#### ABOUT THIS EXERCISE
Would you please output the data exactly, omitting no line?

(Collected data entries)
= = =

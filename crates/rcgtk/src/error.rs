//! Error types for rcgtk operations.
//!
//! This module provides the main error type [`RcgtkError`] which wraps
//! the error conditions that can occur while converting a resource script.

use std::io;

use thiserror::Error;

use rcgtk_parser::ParseError;

/// The main error type for rcgtk operations.
///
/// # Diagnostic Variants
///
/// The `Parse` variant carries the source text alongside the diagnostics so
/// callers can render labeled spans.
#[derive(Debug, Error)]
pub enum RcgtkError {
    #[error("I/O error: {0}")]
    Io(#[from] io::Error),

    #[error("{err}")]
    Parse { err: ParseError, src: String },

    #[error("Configuration error: {0}")]
    Config(String),

    #[error("Preprocessor error: {0}")]
    Preprocessor(String),
}

impl RcgtkError {
    /// Create a new `Parse` error with the associated source code.
    pub fn new_parse_error(err: ParseError, src: impl Into<String>) -> Self {
        Self::Parse {
            err,
            src: src.into(),
        }
    }
}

= = =

#### YOUR SOLUTION
filename crates/rcgtk/src/error.rs
//! Error types for rcgtk operations.
//!
//! This module provides the main error type [`RcgtkError`] which wraps
//! the error conditions that can occur while converting a resource script.

use std::io;

use thiserror::Error;

use rcgtk_parser::ParseError;

/// The main error type for rcgtk operations.
///
/// # Diagnostic Variants
///
/// The `Parse` variant carries the source text alongside the diagnostics so
/// callers can render labeled spans.
#[derive(Debug, Error)]
pub enum RcgtkError {
    #[error("I/O error: {0}")]
    Io(#[from] io::Error),

    #[error("{err}")]
    Parse { err: ParseError, src: String },

    #[error("Configuration error: {0}")]
    Config(String),

    #[error("Preprocessor error: {0}")]
    Preprocessor(String),
}

impl RcgtkError {
    /// Create a new `Parse` error with the associated source code.
    pub fn new_parse_error(err: ParseError, src: impl Into<String>) -> Self {
        Self::Parse {
            err,
            src: src.into(),
        }
    }
}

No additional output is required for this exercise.